Saved data entries:
Start of Block
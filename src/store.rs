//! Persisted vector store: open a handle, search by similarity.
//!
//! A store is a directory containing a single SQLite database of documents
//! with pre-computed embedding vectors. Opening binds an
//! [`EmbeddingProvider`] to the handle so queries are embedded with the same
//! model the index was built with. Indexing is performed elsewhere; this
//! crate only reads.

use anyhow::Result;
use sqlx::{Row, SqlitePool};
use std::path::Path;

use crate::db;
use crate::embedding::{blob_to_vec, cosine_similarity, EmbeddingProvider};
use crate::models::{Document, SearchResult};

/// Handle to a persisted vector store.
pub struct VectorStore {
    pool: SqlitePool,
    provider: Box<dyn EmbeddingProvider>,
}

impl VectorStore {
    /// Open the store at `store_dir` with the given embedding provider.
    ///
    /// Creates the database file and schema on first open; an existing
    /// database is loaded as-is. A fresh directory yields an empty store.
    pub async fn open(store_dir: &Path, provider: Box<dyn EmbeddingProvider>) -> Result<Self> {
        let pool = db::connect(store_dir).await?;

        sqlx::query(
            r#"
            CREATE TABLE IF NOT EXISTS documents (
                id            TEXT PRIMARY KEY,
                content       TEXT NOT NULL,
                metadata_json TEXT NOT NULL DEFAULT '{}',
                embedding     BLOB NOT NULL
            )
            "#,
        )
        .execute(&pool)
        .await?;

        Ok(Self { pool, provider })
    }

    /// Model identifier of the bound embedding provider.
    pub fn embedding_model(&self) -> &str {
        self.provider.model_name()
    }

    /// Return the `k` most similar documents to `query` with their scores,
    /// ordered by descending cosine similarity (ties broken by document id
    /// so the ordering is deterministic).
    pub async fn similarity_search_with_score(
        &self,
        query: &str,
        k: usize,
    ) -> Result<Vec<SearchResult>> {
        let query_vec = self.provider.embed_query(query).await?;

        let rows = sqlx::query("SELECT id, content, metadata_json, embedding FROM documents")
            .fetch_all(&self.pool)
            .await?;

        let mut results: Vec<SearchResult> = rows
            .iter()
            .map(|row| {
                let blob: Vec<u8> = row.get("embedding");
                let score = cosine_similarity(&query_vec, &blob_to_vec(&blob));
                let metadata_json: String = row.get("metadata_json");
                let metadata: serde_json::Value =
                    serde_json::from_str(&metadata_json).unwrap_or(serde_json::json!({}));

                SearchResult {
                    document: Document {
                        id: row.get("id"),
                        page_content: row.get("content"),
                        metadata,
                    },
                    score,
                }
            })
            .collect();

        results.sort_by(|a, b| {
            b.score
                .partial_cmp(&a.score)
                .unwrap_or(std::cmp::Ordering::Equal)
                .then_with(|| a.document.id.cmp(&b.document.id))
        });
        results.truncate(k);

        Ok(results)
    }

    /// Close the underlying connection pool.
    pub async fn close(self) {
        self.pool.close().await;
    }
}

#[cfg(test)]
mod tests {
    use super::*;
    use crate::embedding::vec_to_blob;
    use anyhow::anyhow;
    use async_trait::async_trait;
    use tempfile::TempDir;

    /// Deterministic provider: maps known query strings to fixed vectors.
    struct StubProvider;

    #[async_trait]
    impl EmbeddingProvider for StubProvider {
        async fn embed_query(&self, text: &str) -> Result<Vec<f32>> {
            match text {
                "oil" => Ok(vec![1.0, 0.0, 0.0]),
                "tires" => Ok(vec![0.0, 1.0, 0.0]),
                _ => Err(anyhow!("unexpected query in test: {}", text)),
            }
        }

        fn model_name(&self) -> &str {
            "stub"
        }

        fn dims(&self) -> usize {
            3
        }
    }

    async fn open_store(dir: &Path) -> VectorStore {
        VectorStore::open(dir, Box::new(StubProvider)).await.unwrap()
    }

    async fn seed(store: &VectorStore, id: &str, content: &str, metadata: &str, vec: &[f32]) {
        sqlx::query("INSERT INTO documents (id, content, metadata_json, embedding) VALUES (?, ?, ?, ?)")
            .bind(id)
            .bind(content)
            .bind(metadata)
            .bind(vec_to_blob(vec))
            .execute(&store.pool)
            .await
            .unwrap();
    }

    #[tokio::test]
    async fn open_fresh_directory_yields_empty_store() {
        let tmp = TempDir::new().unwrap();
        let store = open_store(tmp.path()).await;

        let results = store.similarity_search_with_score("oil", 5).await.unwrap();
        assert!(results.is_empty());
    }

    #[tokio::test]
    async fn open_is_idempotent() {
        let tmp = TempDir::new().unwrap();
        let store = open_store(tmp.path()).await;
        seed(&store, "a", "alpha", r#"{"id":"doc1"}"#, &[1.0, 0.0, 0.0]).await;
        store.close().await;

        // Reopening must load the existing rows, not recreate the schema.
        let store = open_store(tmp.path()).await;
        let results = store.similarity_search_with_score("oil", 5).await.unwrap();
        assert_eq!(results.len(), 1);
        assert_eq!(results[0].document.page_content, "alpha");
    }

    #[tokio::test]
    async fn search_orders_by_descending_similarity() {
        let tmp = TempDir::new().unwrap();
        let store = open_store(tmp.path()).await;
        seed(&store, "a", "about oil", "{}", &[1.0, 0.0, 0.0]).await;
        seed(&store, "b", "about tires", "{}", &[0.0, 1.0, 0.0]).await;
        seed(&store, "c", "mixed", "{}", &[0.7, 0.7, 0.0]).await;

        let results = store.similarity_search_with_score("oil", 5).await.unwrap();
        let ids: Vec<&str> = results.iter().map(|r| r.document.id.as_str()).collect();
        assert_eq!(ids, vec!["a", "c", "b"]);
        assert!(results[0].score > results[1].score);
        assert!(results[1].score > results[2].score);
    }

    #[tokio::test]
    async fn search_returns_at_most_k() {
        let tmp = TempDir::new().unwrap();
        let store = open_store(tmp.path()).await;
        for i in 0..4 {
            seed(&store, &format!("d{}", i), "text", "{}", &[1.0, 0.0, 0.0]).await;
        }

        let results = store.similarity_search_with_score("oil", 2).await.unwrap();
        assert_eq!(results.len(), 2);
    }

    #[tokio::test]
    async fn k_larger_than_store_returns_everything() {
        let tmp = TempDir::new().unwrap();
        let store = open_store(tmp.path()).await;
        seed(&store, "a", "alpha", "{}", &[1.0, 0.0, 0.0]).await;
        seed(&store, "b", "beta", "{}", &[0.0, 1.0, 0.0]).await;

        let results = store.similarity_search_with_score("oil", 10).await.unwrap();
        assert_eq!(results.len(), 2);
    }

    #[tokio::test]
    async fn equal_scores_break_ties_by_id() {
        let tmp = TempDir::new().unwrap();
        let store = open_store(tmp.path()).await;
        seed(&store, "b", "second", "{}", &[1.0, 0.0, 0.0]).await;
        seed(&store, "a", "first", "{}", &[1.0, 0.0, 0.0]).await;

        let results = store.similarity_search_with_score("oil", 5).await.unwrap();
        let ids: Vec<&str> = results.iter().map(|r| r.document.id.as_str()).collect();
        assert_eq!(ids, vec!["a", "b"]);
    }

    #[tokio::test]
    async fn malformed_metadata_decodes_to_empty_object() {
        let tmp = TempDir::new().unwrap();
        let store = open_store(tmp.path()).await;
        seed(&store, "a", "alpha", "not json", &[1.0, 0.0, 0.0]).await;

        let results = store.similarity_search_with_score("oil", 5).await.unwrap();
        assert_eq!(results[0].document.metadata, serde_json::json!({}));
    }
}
End of Block
> **EXERCISE OBJECTIVE**
What lines above hold the word "rows"? List them all.

> **SOLUTION**
        let rows = sqlx::query("SELECT id, content, metadata_json, embedding FROM documents")
        let mut results: Vec<SearchResult> = rows
        // Reopening must load the existing rows, not recreate the schema.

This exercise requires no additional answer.